__Requirement__. Look through the material below and report every line that includes "opened".

....................

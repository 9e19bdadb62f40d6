use async_trait::async_trait;
use serde::{Deserialize, Serialize};

use crate::error::Result;

/// Message role in a conversation
#[derive(Debug, Clone, Copy, PartialEq, Eq, Serialize, Deserialize)]
#[serde(rename_all = "lowercase")]
pub enum MessageRole {
    System,
    User,
    Assistant,
}

impl MessageRole {
    fn marker(self) -> &'static str {
        match self {
            MessageRole::System => "[system]",
            MessageRole::User => "[user]",
            MessageRole::Assistant => "[assistant]",
        }
    }
}

/// A message in a conversation
#[derive(Debug, Clone, PartialEq, Eq, Serialize, Deserialize)]
pub struct Message {
    pub role: MessageRole,
    pub content: String,
}

impl Message {
    pub fn new(role: MessageRole, content: impl Into<String>) -> Self {
        Self {
            role,
            content: content.into(),
        }
    }
}

/// A rendered prompt: the ordered messages sent to a model.
///
/// Serializes as a plain list of `{role, content}` objects so it reads
/// naturally inside a run log.
#[derive(Debug, Clone, Default, PartialEq, Eq, Serialize, Deserialize)]
#[serde(transparent)]
pub struct Conversation {
    messages: Vec<Message>,
}

impl Conversation {
    pub fn new() -> Self {
        Self::default()
    }

    /// Single user message
    pub fn user(content: impl Into<String>) -> Self {
        Self::new().with_user(content)
    }

    pub fn with_system(mut self, content: impl Into<String>) -> Self {
        self.messages.push(Message::new(MessageRole::System, content));
        self
    }

    pub fn with_user(mut self, content: impl Into<String>) -> Self {
        self.messages.push(Message::new(MessageRole::User, content));
        self
    }

    pub fn with_assistant(mut self, content: impl Into<String>) -> Self {
        self.messages
            .push(Message::new(MessageRole::Assistant, content));
        self
    }

    /// Parse a role-marked prompt template.
    ///
    /// Lines starting with `[system]`, `[user]` or `[assistant]` open a new
    /// message; following lines are appended to it. Text before the first
    /// marker becomes a user message.
    ///
    /// ```
    /// use lmflow_core::llm::{Conversation, MessageRole};
    ///
    /// let prompt = Conversation::parse("[system] Count words.\n[user] hello, world");
    /// assert_eq!(prompt.messages().len(), 2);
    /// assert_eq!(prompt.messages()[1].role, MessageRole::User);
    /// ```
    pub fn parse(text: &str) -> Self {
        const ROLES: [MessageRole; 3] =
            [MessageRole::System, MessageRole::User, MessageRole::Assistant];

        let mut messages: Vec<Message> = Vec::new();
        for line in text.lines() {
            let trimmed = line.trim_start();
            let opened = ROLES.iter().find_map(|role| {
                trimmed
                    .strip_prefix(role.marker())
                    .map(|rest| Message::new(*role, rest.trim_start()))
            });

            if let Some(message) = opened {
                messages.push(message);
                continue;
            }

            match messages.last_mut() {
                Some(current) => {
                    current.content.push('\n');
                    current.content.push_str(line);
                }
                None if trimmed.is_empty() => {}
                None => messages.push(Message::new(MessageRole::User, line)),
            }
        }

        for message in &mut messages {
            message.content = message.content.trim().to_string();
        }

        Self { messages }
    }

    pub fn messages(&self) -> &[Message] {
        &self.messages
    }

    /// Content of the last user message, if any
    pub fn last_user(&self) -> Option<&str> {
        self.messages
            .iter()
            .rev()
            .find(|m| m.role == MessageRole::User)
            .map(|m| m.content.as_str())
    }

    pub fn is_empty(&self) -> bool {
        self.messages.is_empty()
    }
}

impl From<Vec<Message>> for Conversation {
    fn from(messages: Vec<Message>) -> Self {
        Self { messages }
    }
}

/// Request to an LLM provider
#[derive(Debug, Clone)]
pub struct LLMRequest {
    /// Messages in the conversation
    pub messages: Vec<Message>,

    /// Temperature for generation (0.0-2.0)
    pub temperature: Option<f32>,

    /// Maximum tokens to generate
    pub max_tokens: Option<usize>,

    /// Stop sequences
    pub stop_sequences: Vec<String>,
}

impl LLMRequest {
    /// Create a request carrying every message of a conversation
    pub fn from_conversation(conversation: &Conversation) -> Self {
        Self {
            messages: conversation.messages().to_vec(),
            temperature: None,
            max_tokens: None,
            stop_sequences: Vec::new(),
        }
    }
}

/// Response from an LLM provider
#[derive(Debug, Clone)]
pub struct LLMResponse {
    /// Generated content
    pub content: String,

    /// Token usage information
    pub usage: Option<TokenUsage>,
}

/// Token usage information
#[derive(Debug, Clone)]
pub struct TokenUsage {
    pub prompt_tokens: usize,
    pub completion_tokens: usize,
    pub total_tokens: usize,
}

/// Trait for model implementations.
///
/// The evaluation engine only needs [`LLMProvider::complete`]; providers talk
/// to their backend in [`LLMProvider::generate_request`]. Implementations are
/// shared between concurrently evaluating fixtures and must not rely on
/// per-call mutable state.
#[async_trait]
pub trait LLMProvider: Send + Sync {
    /// Generate a completion from a structured request.
    async fn generate_request(&self, request: &LLMRequest) -> Result<LLMResponse>;

    /// Complete a rendered prompt, returning the raw completion text.
    async fn complete(&self, prompt: &Conversation) -> Result<String> {
        let response = self
            .generate_request(&LLMRequest::from_conversation(prompt))
            .await?;
        Ok(response.content)
    }

    /// Get model information
    fn model_info(&self) -> ModelInfo;

    /// Resolved specification recorded in the run log.
    fn spec(&self) -> serde_json::Value {
        let info = self.model_info();
        serde_json::json!({
            "provider": info.provider,
            "model": info.model_name,
        })
    }
}

/// Model information
#[derive(Debug, Clone)]
pub struct ModelInfo {
    pub provider: String,
    pub model_name: String,
}

pub mod mock;
pub mod providers;
pub mod registry;

pub use mock::{Exemplar, MockProvider};
pub use providers::OpenAIProvider;
pub use registry::{FunctionModels, ModelDefinition, ModelRegistry};

#[cfg(test)]
mod tests {
    use super::*;

    #[test]
    fn test_parse_role_markers() {
        let prompt = Conversation::parse(
            "[system] You are an assistant that counts words.\n[user] hello, world\n",
        );

        assert_eq!(
            prompt.messages(),
            &[
                Message::new(MessageRole::System, "You are an assistant that counts words."),
                Message::new(MessageRole::User, "hello, world"),
            ]
        );
        assert_eq!(prompt.last_user(), Some("hello, world"));
    }

    #[test]
    fn test_parse_multiline_and_unmarked() {
        let prompt = Conversation::parse("plain text\n[assistant] first\nsecond line");

        assert_eq!(prompt.messages().len(), 2);
        assert_eq!(prompt.messages()[0].role, MessageRole::User);
        assert_eq!(prompt.messages()[1].content, "first\nsecond line");
        assert_eq!(prompt.last_user(), Some("plain text"));
    }

    #[test]
    fn test_conversation_serializes_as_list() {
        let prompt = Conversation::user("hi").with_system("be brief");
        let value = serde_json::to_value(&prompt).unwrap();

        assert_eq!(
            value,
            serde_json::json!([
                {"role": "user", "content": "hi"},
                {"role": "system", "content": "be brief"},
            ])
        );
    }

    #[test]
    fn test_few_shot_prompt_ends_with_user_turn() {
        let prompt = Conversation::new()
            .with_system("Count the words.")
            .with_user("one two")
            .with_assistant("2")
            .with_user("one two three");

        let roles: Vec<_> = prompt.messages().iter().map(|m| m.role).collect();
        assert_eq!(
            roles,
            vec![
                MessageRole::System,
                MessageRole::User,
                MessageRole::Assistant,
                MessageRole::User,
            ]
        );
        assert_eq!(prompt.last_user(), Some("one two three"));
        assert_eq!(
            prompt,
            Conversation::parse(
                "[system] Count the words.\n[user] one two\n[assistant] 2\n[user] one two three"
            )
        );
    }

    #[tokio::test]
    async fn test_complete_uses_generate_request() {
        struct Echo;

        #[async_trait]
        impl LLMProvider for Echo {
            async fn generate_request(&self, request: &LLMRequest) -> Result<LLMResponse> {
                Ok(LLMResponse {
                    content: format!("{} messages", request.messages.len()),
                    usage: None,
                })
            }

            fn model_info(&self) -> ModelInfo {
                ModelInfo {
                    provider: "echo".to_string(),
                    model_name: "echo".to_string(),
                }
            }
        }

        let completion = Echo
            .complete(&Conversation::user("a").with_user("b"))
            .await
            .unwrap();
        assert_eq!(completion, "2 messages");
        assert_eq!(Echo.spec()["provider"], "echo");
    }
}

....................

__Solution below__.
            let opened = ROLES.iter().find_map(|role| {
            if let Some(message) = opened {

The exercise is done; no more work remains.